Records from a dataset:

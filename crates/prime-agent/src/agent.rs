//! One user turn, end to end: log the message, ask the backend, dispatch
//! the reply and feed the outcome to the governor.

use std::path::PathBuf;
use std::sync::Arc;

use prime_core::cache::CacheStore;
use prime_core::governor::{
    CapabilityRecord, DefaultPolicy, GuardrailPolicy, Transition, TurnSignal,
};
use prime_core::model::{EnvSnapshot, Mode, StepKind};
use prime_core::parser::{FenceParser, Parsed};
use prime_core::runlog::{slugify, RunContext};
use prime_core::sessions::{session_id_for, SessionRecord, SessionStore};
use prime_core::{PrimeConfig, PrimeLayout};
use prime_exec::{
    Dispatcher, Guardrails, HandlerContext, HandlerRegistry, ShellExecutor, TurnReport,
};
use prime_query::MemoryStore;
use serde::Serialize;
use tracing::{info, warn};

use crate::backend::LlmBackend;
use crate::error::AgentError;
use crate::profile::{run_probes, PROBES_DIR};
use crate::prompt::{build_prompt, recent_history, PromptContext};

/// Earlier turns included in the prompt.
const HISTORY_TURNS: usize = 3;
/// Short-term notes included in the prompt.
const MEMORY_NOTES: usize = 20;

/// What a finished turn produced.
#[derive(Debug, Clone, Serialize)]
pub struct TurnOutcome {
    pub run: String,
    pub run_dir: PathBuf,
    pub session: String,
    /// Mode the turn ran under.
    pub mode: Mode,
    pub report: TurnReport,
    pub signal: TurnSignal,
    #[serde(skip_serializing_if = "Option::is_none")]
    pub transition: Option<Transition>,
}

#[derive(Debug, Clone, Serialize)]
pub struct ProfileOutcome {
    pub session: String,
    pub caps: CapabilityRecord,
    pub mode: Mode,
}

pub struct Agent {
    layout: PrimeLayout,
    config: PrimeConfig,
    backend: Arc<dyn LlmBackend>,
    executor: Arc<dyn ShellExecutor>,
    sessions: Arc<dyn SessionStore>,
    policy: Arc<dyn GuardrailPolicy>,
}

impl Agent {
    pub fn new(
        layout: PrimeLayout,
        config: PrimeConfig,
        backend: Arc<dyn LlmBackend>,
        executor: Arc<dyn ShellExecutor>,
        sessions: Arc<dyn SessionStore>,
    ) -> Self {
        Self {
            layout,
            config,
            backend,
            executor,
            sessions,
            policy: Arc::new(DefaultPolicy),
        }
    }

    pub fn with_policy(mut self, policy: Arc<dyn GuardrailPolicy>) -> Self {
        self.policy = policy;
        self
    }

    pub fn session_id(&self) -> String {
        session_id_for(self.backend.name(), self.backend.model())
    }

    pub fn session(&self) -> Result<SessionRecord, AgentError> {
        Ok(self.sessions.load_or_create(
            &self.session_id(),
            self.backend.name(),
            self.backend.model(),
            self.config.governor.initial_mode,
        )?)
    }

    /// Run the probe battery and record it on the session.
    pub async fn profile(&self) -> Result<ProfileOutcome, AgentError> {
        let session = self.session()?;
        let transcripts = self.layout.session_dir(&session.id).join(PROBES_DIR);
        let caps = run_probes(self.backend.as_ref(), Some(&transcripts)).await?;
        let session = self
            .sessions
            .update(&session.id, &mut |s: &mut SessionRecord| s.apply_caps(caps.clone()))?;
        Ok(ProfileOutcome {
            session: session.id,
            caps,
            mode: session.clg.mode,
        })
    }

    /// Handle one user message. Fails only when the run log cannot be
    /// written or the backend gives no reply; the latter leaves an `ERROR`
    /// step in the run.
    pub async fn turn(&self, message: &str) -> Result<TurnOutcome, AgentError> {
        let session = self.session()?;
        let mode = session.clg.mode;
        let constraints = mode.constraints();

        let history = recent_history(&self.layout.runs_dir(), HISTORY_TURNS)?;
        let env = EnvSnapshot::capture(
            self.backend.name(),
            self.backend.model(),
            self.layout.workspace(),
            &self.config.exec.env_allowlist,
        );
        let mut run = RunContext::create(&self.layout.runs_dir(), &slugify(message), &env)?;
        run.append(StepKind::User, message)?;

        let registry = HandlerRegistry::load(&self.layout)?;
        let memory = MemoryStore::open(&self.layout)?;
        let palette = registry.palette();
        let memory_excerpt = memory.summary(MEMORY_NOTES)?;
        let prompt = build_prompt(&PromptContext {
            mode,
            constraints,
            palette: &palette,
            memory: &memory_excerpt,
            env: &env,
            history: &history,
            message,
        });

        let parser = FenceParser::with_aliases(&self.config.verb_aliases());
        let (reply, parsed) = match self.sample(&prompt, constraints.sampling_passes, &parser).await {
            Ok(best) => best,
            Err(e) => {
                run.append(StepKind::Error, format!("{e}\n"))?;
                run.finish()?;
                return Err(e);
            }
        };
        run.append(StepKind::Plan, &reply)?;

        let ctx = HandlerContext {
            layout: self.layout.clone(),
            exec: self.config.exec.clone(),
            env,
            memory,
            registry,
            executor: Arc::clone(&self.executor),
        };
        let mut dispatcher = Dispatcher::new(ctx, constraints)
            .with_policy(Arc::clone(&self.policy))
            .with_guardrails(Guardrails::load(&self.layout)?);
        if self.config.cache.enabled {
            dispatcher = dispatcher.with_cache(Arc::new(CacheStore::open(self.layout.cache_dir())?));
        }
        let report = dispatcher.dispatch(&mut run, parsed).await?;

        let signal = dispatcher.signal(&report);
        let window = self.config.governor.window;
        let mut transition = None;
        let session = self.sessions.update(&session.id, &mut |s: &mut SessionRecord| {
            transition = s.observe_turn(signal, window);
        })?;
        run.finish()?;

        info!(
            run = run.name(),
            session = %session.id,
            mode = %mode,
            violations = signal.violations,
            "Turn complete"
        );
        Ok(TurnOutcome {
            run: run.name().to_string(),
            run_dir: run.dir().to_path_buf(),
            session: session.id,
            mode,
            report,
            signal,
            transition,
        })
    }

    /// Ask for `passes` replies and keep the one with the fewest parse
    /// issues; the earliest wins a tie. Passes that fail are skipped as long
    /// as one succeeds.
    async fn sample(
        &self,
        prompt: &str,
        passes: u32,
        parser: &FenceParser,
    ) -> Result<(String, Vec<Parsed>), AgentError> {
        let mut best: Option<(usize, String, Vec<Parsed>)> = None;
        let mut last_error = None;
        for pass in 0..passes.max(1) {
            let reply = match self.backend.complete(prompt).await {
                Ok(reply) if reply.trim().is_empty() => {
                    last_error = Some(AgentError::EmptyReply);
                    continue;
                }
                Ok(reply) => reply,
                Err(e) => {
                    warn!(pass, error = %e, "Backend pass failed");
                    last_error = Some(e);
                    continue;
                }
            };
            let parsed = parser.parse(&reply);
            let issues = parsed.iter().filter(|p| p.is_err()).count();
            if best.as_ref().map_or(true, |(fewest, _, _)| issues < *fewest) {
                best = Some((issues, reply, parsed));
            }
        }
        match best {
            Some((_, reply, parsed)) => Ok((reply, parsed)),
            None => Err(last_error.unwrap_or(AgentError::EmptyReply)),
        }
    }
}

*WHAT TO PRODUCE*: Restating all of the data exactly is the whole task.

*SOLUTION FOR THIS EXERCISE*:
filename crates/prime-agent/src/agent.rs
//! One user turn, end to end: log the message, ask the backend, dispatch
//! the reply and feed the outcome to the governor.

use std::path::PathBuf;
use std::sync::Arc;

use prime_core::cache::CacheStore;
use prime_core::governor::{
    CapabilityRecord, DefaultPolicy, GuardrailPolicy, Transition, TurnSignal,
};
use prime_core::model::{EnvSnapshot, Mode, StepKind};
use prime_core::parser::{FenceParser, Parsed};
use prime_core::runlog::{slugify, RunContext};
use prime_core::sessions::{session_id_for, SessionRecord, SessionStore};
use prime_core::{PrimeConfig, PrimeLayout};
use prime_exec::{
    Dispatcher, Guardrails, HandlerContext, HandlerRegistry, ShellExecutor, TurnReport,
};
use prime_query::MemoryStore;
use serde::Serialize;
use tracing::{info, warn};

use crate::backend::LlmBackend;
use crate::error::AgentError;
use crate::profile::{run_probes, PROBES_DIR};
use crate::prompt::{build_prompt, recent_history, PromptContext};

/// Earlier turns included in the prompt.
const HISTORY_TURNS: usize = 3;
/// Short-term notes included in the prompt.
const MEMORY_NOTES: usize = 20;

/// What a finished turn produced.
#[derive(Debug, Clone, Serialize)]
pub struct TurnOutcome {
    pub run: String,
    pub run_dir: PathBuf,
    pub session: String,
    /// Mode the turn ran under.
    pub mode: Mode,
    pub report: TurnReport,
    pub signal: TurnSignal,
    #[serde(skip_serializing_if = "Option::is_none")]
    pub transition: Option<Transition>,
}

#[derive(Debug, Clone, Serialize)]
pub struct ProfileOutcome {
    pub session: String,
    pub caps: CapabilityRecord,
    pub mode: Mode,
}

pub struct Agent {
    layout: PrimeLayout,
    config: PrimeConfig,
    backend: Arc<dyn LlmBackend>,
    executor: Arc<dyn ShellExecutor>,
    sessions: Arc<dyn SessionStore>,
    policy: Arc<dyn GuardrailPolicy>,
}

impl Agent {
    pub fn new(
        layout: PrimeLayout,
        config: PrimeConfig,
        backend: Arc<dyn LlmBackend>,
        executor: Arc<dyn ShellExecutor>,
        sessions: Arc<dyn SessionStore>,
    ) -> Self {
        Self {
            layout,
            config,
            backend,
            executor,
            sessions,
            policy: Arc::new(DefaultPolicy),
        }
    }

    pub fn with_policy(mut self, policy: Arc<dyn GuardrailPolicy>) -> Self {
        self.policy = policy;
        self
    }

    pub fn session_id(&self) -> String {
        session_id_for(self.backend.name(), self.backend.model())
    }

    pub fn session(&self) -> Result<SessionRecord, AgentError> {
        Ok(self.sessions.load_or_create(
            &self.session_id(),
            self.backend.name(),
            self.backend.model(),
            self.config.governor.initial_mode,
        )?)
    }

    /// Run the probe battery and record it on the session.
    pub async fn profile(&self) -> Result<ProfileOutcome, AgentError> {
        let session = self.session()?;
        let transcripts = self.layout.session_dir(&session.id).join(PROBES_DIR);
        let caps = run_probes(self.backend.as_ref(), Some(&transcripts)).await?;
        let session = self
            .sessions
            .update(&session.id, &mut |s: &mut SessionRecord| s.apply_caps(caps.clone()))?;
        Ok(ProfileOutcome {
            session: session.id,
            caps,
            mode: session.clg.mode,
        })
    }

    /// Handle one user message. Fails only when the run log cannot be
    /// written or the backend gives no reply; the latter leaves an `ERROR`
    /// step in the run.
    pub async fn turn(&self, message: &str) -> Result<TurnOutcome, AgentError> {
        let session = self.session()?;
        let mode = session.clg.mode;
        let constraints = mode.constraints();

        let history = recent_history(&self.layout.runs_dir(), HISTORY_TURNS)?;
        let env = EnvSnapshot::capture(
            self.backend.name(),
            self.backend.model(),
            self.layout.workspace(),
            &self.config.exec.env_allowlist,
        );
        let mut run = RunContext::create(&self.layout.runs_dir(), &slugify(message), &env)?;
        run.append(StepKind::User, message)?;

        let registry = HandlerRegistry::load(&self.layout)?;
        let memory = MemoryStore::open(&self.layout)?;
        let palette = registry.palette();
        let memory_excerpt = memory.summary(MEMORY_NOTES)?;
        let prompt = build_prompt(&PromptContext {
            mode,
            constraints,
            palette: &palette,
            memory: &memory_excerpt,
            env: &env,
            history: &history,
            message,
        });

        let parser = FenceParser::with_aliases(&self.config.verb_aliases());
        let (reply, parsed) = match self.sample(&prompt, constraints.sampling_passes, &parser).await {
            Ok(best) => best,
            Err(e) => {
                run.append(StepKind::Error, format!("{e}\n"))?;
                run.finish()?;
                return Err(e);
            }
        };
        run.append(StepKind::Plan, &reply)?;

        let ctx = HandlerContext {
            layout: self.layout.clone(),
            exec: self.config.exec.clone(),
            env,
            memory,
            registry,
            executor: Arc::clone(&self.executor),
        };
        let mut dispatcher = Dispatcher::new(ctx, constraints)
            .with_policy(Arc::clone(&self.policy))
            .with_guardrails(Guardrails::load(&self.layout)?);
        if self.config.cache.enabled {
            dispatcher = dispatcher.with_cache(Arc::new(CacheStore::open(self.layout.cache_dir())?));
        }
        let report = dispatcher.dispatch(&mut run, parsed).await?;

        let signal = dispatcher.signal(&report);
        let window = self.config.governor.window;
        let mut transition = None;
        let session = self.sessions.update(&session.id, &mut |s: &mut SessionRecord| {
            transition = s.observe_turn(signal, window);
        })?;
        run.finish()?;

        info!(
            run = run.name(),
            session = %session.id,
            mode = %mode,
            violations = signal.violations,
            "Turn complete"
        );
        Ok(TurnOutcome {
            run: run.name().to_string(),
            run_dir: run.dir().to_path_buf(),
            session: session.id,
            mode,
            report,
            signal,
            transition,
        })
    }

    /// Ask for `passes` replies and keep the one with the fewest parse
    /// issues; the earliest wins a tie. Passes that fail are skipped as long
    /// as one succeeds.
    async fn sample(
        &self,
        prompt: &str,
        passes: u32,
        parser: &FenceParser,
    ) -> Result<(String, Vec<Parsed>), AgentError> {
        let mut best: Option<(usize, String, Vec<Parsed>)> = None;
        let mut last_error = None;
        for pass in 0..passes.max(1) {
            let reply = match self.backend.complete(prompt).await {
                Ok(reply) if reply.trim().is_empty() => {
                    last_error = Some(AgentError::EmptyReply);
                    continue;
                }
                Ok(reply) => reply,
                Err(e) => {
                    warn!(pass, error = %e, "Backend pass failed");
                    last_error = Some(e);
                    continue;
                }
            };
            let parsed = parser.parse(&reply);
            let issues = parsed.iter().filter(|p| p.is_err()).count();
            if best.as_ref().map_or(true, |(fewest, _, _)| issues < *fewest) {
                best = Some((issues, reply, parsed));
            }
        }
        match best {
            Some((_, reply, parsed)) => Ok((reply, parsed)),
            None => Err(last_error.unwrap_or(AgentError::EmptyReply)),
        }
    }
}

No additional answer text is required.